[PROVIDED DATA]

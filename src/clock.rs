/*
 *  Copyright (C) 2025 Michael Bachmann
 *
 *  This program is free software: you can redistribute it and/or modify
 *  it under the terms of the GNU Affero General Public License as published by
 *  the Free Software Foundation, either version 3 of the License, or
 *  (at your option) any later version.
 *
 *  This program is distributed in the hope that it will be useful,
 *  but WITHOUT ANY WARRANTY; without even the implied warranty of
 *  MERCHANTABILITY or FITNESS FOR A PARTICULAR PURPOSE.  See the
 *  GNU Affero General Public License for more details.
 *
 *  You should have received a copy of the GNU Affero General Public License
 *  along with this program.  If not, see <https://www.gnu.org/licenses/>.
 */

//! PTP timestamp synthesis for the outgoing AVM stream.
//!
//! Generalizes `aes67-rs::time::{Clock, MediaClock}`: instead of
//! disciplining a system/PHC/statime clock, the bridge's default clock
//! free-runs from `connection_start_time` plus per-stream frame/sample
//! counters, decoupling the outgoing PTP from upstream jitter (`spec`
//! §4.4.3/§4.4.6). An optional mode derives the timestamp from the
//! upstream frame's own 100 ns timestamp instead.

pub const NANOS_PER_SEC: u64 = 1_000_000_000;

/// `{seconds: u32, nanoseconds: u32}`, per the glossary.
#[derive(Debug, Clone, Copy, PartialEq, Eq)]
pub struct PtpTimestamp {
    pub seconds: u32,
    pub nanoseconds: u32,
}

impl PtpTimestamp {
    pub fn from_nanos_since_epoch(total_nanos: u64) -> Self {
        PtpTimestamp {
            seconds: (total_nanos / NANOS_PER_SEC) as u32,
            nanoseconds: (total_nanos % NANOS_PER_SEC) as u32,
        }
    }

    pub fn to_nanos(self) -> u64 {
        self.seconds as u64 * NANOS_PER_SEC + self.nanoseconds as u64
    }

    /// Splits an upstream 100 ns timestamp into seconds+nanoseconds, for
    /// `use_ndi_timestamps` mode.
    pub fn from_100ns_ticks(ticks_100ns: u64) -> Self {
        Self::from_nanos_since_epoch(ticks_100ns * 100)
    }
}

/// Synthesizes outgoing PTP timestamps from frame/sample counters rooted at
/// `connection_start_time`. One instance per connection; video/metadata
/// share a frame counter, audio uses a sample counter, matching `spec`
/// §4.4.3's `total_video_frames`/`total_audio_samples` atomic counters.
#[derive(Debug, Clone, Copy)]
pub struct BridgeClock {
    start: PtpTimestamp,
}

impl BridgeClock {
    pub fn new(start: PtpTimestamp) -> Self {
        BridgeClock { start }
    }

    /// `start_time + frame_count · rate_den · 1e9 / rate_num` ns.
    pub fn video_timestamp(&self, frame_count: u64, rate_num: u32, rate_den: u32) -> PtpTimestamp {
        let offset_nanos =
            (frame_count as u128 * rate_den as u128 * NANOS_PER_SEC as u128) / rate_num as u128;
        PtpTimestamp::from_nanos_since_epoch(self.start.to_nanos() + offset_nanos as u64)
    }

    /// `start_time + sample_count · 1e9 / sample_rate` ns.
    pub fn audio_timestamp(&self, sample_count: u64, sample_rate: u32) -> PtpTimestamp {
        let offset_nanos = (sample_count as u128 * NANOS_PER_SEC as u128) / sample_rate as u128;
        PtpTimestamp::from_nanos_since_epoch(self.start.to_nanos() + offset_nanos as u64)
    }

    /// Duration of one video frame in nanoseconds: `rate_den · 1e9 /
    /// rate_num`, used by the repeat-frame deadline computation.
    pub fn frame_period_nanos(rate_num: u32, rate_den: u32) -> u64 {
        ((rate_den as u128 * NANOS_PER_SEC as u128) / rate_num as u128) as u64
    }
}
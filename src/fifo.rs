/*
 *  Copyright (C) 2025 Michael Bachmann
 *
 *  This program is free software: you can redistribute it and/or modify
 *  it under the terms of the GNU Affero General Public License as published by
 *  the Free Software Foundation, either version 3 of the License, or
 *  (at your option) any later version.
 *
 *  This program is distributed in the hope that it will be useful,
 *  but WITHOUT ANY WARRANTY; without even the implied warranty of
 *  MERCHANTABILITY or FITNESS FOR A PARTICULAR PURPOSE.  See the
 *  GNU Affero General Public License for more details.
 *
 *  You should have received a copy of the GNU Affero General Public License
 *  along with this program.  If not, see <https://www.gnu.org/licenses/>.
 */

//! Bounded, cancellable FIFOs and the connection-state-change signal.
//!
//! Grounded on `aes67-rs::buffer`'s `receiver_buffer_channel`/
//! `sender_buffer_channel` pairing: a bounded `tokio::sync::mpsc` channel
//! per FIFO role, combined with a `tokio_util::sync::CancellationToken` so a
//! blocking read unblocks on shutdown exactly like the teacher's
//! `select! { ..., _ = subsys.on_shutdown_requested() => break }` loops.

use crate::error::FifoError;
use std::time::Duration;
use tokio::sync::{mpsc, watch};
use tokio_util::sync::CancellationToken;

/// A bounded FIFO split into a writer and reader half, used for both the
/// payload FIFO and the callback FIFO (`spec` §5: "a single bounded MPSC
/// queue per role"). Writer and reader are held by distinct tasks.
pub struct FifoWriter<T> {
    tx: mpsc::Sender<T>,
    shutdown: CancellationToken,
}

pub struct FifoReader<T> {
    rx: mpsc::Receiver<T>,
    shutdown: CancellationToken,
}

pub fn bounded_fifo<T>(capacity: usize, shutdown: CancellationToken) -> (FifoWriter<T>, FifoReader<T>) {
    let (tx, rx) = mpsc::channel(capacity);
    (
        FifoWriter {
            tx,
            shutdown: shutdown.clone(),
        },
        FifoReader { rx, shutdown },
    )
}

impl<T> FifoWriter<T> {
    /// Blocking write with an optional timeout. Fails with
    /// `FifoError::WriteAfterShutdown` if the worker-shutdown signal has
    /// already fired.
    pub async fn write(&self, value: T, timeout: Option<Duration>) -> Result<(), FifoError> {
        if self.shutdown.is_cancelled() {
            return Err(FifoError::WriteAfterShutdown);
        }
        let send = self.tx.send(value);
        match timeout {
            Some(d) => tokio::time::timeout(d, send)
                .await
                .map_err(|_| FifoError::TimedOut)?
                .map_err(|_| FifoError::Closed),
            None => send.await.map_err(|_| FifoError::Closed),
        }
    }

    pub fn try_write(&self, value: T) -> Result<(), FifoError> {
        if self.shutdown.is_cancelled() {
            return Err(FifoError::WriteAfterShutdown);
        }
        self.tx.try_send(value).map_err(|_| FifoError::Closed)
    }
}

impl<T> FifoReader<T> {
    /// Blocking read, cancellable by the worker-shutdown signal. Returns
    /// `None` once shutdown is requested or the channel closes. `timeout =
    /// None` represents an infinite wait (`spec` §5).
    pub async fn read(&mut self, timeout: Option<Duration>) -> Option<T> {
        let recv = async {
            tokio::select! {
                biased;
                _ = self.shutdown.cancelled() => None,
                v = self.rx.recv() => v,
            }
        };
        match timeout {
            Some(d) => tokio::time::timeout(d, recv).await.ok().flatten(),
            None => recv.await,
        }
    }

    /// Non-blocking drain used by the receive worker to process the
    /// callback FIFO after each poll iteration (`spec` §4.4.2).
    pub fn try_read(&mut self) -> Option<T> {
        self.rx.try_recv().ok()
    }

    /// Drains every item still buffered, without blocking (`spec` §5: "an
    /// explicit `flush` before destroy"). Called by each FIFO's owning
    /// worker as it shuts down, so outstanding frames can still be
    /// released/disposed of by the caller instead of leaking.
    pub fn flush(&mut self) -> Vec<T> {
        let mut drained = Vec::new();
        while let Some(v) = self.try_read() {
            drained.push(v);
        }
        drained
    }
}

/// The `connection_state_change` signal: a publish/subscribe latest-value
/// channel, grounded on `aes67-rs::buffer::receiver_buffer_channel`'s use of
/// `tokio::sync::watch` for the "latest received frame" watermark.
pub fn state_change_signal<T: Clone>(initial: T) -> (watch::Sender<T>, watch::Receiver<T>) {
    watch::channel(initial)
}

[/PROVIDED DATA]
[PROVIDED DATA]

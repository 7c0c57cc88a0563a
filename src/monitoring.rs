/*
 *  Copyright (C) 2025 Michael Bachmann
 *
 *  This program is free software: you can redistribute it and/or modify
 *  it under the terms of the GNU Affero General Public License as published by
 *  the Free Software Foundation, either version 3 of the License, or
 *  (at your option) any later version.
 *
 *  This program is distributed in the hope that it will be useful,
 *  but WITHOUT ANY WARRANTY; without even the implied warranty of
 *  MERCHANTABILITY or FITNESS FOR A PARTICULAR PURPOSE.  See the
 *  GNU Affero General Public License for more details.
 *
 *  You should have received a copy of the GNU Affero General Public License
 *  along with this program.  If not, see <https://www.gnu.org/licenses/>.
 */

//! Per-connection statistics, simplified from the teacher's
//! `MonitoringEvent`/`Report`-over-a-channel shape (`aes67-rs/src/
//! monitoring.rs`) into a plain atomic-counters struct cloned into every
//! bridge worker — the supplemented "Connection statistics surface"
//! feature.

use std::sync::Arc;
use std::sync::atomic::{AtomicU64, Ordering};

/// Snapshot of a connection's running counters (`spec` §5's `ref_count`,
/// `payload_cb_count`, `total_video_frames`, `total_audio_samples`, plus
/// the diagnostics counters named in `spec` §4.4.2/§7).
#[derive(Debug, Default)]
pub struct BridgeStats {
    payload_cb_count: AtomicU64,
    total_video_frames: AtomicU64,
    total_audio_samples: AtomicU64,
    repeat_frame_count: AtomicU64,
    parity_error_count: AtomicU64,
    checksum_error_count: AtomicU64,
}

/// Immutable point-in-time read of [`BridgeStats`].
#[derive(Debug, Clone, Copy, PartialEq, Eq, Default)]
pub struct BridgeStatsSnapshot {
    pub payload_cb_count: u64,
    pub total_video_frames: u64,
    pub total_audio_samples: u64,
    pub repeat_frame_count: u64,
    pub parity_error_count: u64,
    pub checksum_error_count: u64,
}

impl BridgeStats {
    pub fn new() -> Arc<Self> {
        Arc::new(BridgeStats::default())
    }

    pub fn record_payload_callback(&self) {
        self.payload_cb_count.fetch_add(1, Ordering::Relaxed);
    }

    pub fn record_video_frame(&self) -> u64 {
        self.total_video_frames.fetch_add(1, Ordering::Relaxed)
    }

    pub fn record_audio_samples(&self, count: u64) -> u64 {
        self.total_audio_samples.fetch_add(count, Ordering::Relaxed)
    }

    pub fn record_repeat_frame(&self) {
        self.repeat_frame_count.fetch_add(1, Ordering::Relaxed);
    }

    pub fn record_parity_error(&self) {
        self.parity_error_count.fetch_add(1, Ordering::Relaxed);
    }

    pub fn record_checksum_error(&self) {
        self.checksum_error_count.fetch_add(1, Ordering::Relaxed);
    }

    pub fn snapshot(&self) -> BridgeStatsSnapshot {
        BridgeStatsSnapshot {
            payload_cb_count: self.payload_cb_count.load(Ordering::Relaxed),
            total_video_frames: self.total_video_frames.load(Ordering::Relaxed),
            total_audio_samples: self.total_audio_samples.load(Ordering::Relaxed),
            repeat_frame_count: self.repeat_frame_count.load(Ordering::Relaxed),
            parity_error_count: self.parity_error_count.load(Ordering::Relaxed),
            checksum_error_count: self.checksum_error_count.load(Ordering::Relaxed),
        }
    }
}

[/PROVIDED DATA]

> **ACTIVITY**: Within the entries above, count the lines that include "initial". The answer is that number alone.

> **YOUR RESPONSE**: 2